**Exercise aim:** Return, from the lines below, each one that includes the word "InvalidPath".

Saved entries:
/// Audible position versus visualized position, in canonical samples.
#[derive(Clone, Copy, Debug, PartialEq, Eq)]
pub struct SyncState {
    pub played: u64,
    pub vis: u64,
}

impl SyncState {
    /// Positive when the visualization lags the audible audio.
    pub fn drift(&self) -> i64 {
        self.played as i64 - self.vis as i64
    }
}

/// What the visual activity did during one tick.
#[derive(Clone, Copy, Debug, PartialEq, Eq)]
pub enum VisualStep {
    /// One chunk was read and rendered, after discarding `caught_up` samples.
    Rendered { caught_up: u64 },
    /// The visualization is not behind the audible position; nothing to draw.
    Held { caught_up: u64 },
    Restarted,
    Closed,
}

#[derive(Clone, Copy, Debug, Default, PartialEq, Eq)]
pub struct Tick {
    /// Samples queued by the refill activity.
    pub refilled: u64,
    pub visual: Option<VisualStep>,
}

/// Keeps the visualization decoder on the audible position of the playback
/// decoder.
///
/// Both decoders are independent instances of the same source. The playback
/// one feeds the sink whenever its backlog runs low; the visualization one is
/// advanced against the sink's heard counter, one chunk per visual tick,
/// filling the analysis ring. End of media on either side rewinds both,
/// clears the sink and preloads again so the two positions stay comparable.
///
/// Fields are declared in reverse acquisition order so dropping releases the
/// renderer first and the playback decoder last.
pub struct Synchronizer<S, O, R, C> {
    renderer: R,
    analyzer: SpectrumAnalyzer,
    sink: PlaybackSink<O>,
    visual: S,
    playback: S,
    clock: C,
    config: PipelineConfig,
    scheduler: TickScheduler,
    ring: SampleRing<i16>,
    phase: Phase,
    vis_position: u64,
    restarts: u64,
    chunk: Vec<i16>,
    refill_buf: Vec<i16>,
    preload_buf: Vec<i16>,
    window: Vec<i16>,
    colors: Vec<Rgb>,
}

impl<S, O, R, C> Synchronizer<S, O, R, C>
where
    S: SampleSource,
    O: AudioOutput,
    R: Renderer,
    C: Clock,
{
    pub fn new(
        config: PipelineConfig,
        playback: S,
        visual: S,
        sink: PlaybackSink<O>,
        analyzer: SpectrumAnalyzer,
        renderer: R,
        clock: C,
    ) -> std::result::Result<Self, ConfigError> {
        config.validate()?;
        let window_size = analyzer.window_size();
        if config.chunk_size > window_size {
            return Err(ConfigError::ChunkLargerThanWindow {
                chunk: config.chunk_size,
                window: window_size,
            });
        }

        Ok(Self {
            scheduler: TickScheduler::new(config.refill_interval, config.frame_interval),
            ring: SampleRing::with_capacity(window_size),
            phase: Phase::Preloading,
            vis_position: 0,
            restarts: 0,
            chunk: vec![0; config.chunk_size],
            refill_buf: vec![0; config.refill_chunk.max(1)],
            preload_buf: vec![0; config.preload_samples],
            window: vec![0; window_size],
            colors: Vec::with_capacity(config.chunk_size),
            renderer,
            analyzer,
            sink,
            visual,
            playback,
            clock,
            config,
        })
    }

    pub fn phase(&self) -> Phase {
        self.phase
    }

    pub fn sync_state(&self) -> SyncState {
        SyncState {
            played: self.sink.heard(),
            vis: self.vis_position,
        }
    }

    pub fn restarts(&self) -> u64 {
        self.restarts
    }

    pub fn ring_ready(&self) -> bool {
        self.ring.is_ready()
    }

    pub fn sink(&self) -> &PlaybackSink<O> {
        &self.sink
    }

    pub fn sink_mut(&mut self) -> &mut PlaybackSink<O> {
        &mut self.sink
    }

    pub fn renderer(&self) -> &R {
        &self.renderer
    }

    /// Drives [`tick`](Self::tick) until shutdown, sleeping until the next
    /// timer deadline between ticks.
    pub fn run(&mut self) -> Result<()> {
        while self.phase != Phase::Shutdown {
            self.tick()?;
            let wait = self.scheduler.until_next(self.clock.now());
            if self.phase != Phase::Shutdown && !wait.is_zero() {
                self.clock.sleep(wait);
            }
        }
        Ok(())
    }

    pub fn tick(&mut self) -> Result<Tick> {
        let mut tick = Tick::default();
        match self.phase {
            Phase::Shutdown => {}
            Phase::Preloading => self.preload()?,
            Phase::EofRestarting => self.restart()?,
            Phase::Streaming => {
                let now = self.clock.now();
                if self.scheduler.refill.due(now) {
                    tick.refilled = self.refill()?;
                }
                if self.scheduler.frame.due(now) {
                    tick.visual = Some(self.visual_tick()?);
                }
            }
        }
        Ok(tick)
    }

    /// Releases owned resources, last acquired first.
    pub fn shutdown(self) {
        let Self {
            renderer,
            analyzer,
            sink,
            visual,
            playback,
            ..
        } = self;
        drop(renderer);
        drop(analyzer);
        drop(sink);
        drop(visual);
        drop(playback);
        info!("Pipeline shut down");
    }

    /// Queues the initial block and advances the visualization decoder over
    /// the same span.
    fn preload(&mut self) -> Result<()> {
        let read = self.playback.read(&mut self.preload_buf);
        let queued = self.sink.enqueue(&self.preload_buf[..read])?;

        let mut skipped = 0;
        while skipped < queued {
            let n = self.visual.read(&mut self.preload_buf[..queued - skipped]);
            if n == 0 {
                break;
            }
            skipped += n;
        }

        self.vis_position = skipped as u64;
        self.ring.reset();
        self.phase = Phase::Streaming;
        debug!("Preloaded {queued} samples");
        Ok(())
    }

    /// Rewinds both decoders and restarts the sink from an empty backlog.
    fn restart(&mut self) -> Result<()> {
        self.phase = Phase::EofRestarting;
        self.playback.rewind()?;
        self.visual.rewind()?;
        self.sink.clear();
        self.restarts += 1;
        self.preload()?;
        info!("End of media; restarted playback (restart #{})", self.restarts);
        Ok(())
    }

    fn refill(&mut self) -> Result<u64> {
        let mut queued = 0;
        let mut restarted = false;
        while self.sink.backlog() < self.config.low_watermark as u64 {
            let n = self.playback.read(&mut self.refill_buf);
            if n == 0 {
                // One restart per pass keeps a source shorter than the
                // watermark from looping here.
                if restarted {
                    break;
                }
                self.restart()?;
                restarted = true;
                continue;
            }
            let accepted = self.sink.enqueue(&self.refill_buf[..n])?;
            queued += accepted as u64;
            if accepted < n {
                break;
            }
        }
        Ok(queued)
    }

    fn visual_tick(&mut self) -> Result<VisualStep> {
        if self.renderer.close_requested() {
            info!("Close requested");
            self.phase = Phase::Shutdown;
            return Ok(VisualStep::Closed);
        }

        let chunk = self.config.chunk_size as u64;
        let heard = self.sink.heard();

        let mut caught_up = 0;
        if heard > self.vis_position + self.config.drift_ceiling() {
            while heard > self.vis_position + self.config.drift_ceiling()
                && self.vis_position + chunk <= heard
            {
                let n = self.visual.read(&mut self.chunk);
                if n == 0 {
                    break;
                }
                self.vis_position += n as u64;
                caught_up += n as u64;
            }
            debug!(
                "Visualization caught up {caught_up} samples (drift now {})",
                heard as i64 - self.vis_position as i64
            );
        }

        if heard < self.vis_position + chunk {
            return Ok(VisualStep::Held { caught_up });
        }

        let n = self.visual.read(&mut self.chunk);
        if n == 0 {
            self.restart()?;
            return Ok(VisualStep::Restarted);
        }
        self.vis_position += n as u64;
        self.ring.push_slice(&self.chunk[..n]);
        self.present(n)?;
        Ok(VisualStep::Rendered { caught_up })
    }

    fn present(&mut self, n: usize) -> Result<()> {
        let samples = &self.chunk[..n];
        if !self.ring.is_ready() {
            self.renderer.render(&VisualFrame::Warmup {
                samples,
                color: NEUTRAL,
            });
            return Ok(());
        }

        self.ring.linearize_into(&mut self.window);
        let spectrum = self.analyzer.analyze(&self.window)?;
        let bands = spectrum.bands();
        let base_color = frequency_to_rgb(spectrum.dominant_frequency());
        let band_color = bands_to_rgb(bands);
        blend_sample_colors(samples, base_color, band_color, &mut self.colors);

        self.renderer.render(&VisualFrame::Analyzed {
            samples,
            spectrum: &spectrum,
            bands,
            base_color,
            band_color,
            colors: &self.colors,
        });
        Ok(())
    }
}
pub mod clock;
pub mod sync;
//! Index root discovery
//!
//! Finds the nearest ancestor directory holding a store file and computes
//! the prefix that scopes the current invocation. Ancestors are computed
//! lexically from the path's components; symlinks are never resolved.

use crate::config::STORE_FILENAME;
use crate::error::{DirftsError, Result};
use crate::store::Store;
use std::path::{Component, Path, PathBuf};
use tracing::debug;

/// Where an invocation runs: the index root and the prefix under it
#[derive(Debug, Clone, PartialEq, Eq)]
pub struct IndexScope {
    /// Absolute directory owning the store, no trailing separator
    pub root: PathBuf,
    /// `/`-separated path below `root`; empty means the whole tree
    pub prefix: String,
}

impl IndexScope {
    pub fn new(root: PathBuf, prefix: impl Into<String>) -> Self {
        Self {
            root,
            prefix: prefix.into(),
        }
    }

    /// Absolute directory the prefix names
    pub fn scope_dir(&self) -> PathBuf {
        if self.prefix.is_empty() {
            self.root.clone()
        } else {
            self.root.join(&self.prefix)
        }
    }

    /// Caller-relative form of an index-relative path, if it lies in scope
    pub fn to_caller_path<'p>(&self, index_path: &'p str) -> Option<&'p str> {
        if self.prefix.is_empty() {
            return Some(index_path);
        }
        index_path
            .strip_prefix(self.prefix.as_str())
            .and_then(|rest| rest.strip_prefix('/'))
    }
}

/// Find the store governing `start` and open it
pub fn locate(start: &Path) -> Result<(IndexScope, Store)> {
    let start = normalize(start)?;
    let mut candidate = start.clone();

    loop {
        let store_path = candidate.join(STORE_FILENAME);
        if store_path.is_file() {
            let prefix = crate::walker::relative_path(&candidate, &start).ok_or_else(|| {
                DirftsError::InvalidPath(format!("{:?} is not valid UTF-8", start))
            })?;
            debug!("Found index at {:?} (prefix {:?})", candidate, prefix);

            let store = Store::open(&store_path)?;
            return Ok((IndexScope::new(candidate, prefix), store));
        }

        if !candidate.pop() {
            return Err(DirftsError::NotFound);
        }
    }
}

/// Lexically normalize an absolute path: drop `.`, fold `..`, and strip
/// any trailing separator
pub fn normalize(path: &Path) -> Result<PathBuf> {
    if !path.is_absolute() {
        return Err(DirftsError::InvalidPath(format!(
            "{:?} is not an absolute path",
            path
        )));
    }

    let mut normalized = PathBuf::new();
    for component in path.components() {
        match component {
            Component::Prefix(_) | Component::RootDir | Component::Normal(_) => {
                normalized.push(component.as_os_str())
            }
            Component::CurDir => {}
            Component::ParentDir => {
                normalized.pop();
            }
        }
    }
    Ok(normalized)
}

**Response area:**
                DirftsError::InvalidPath(format!("{:?} is not valid UTF-8", start))
        return Err(DirftsError::InvalidPath(format!(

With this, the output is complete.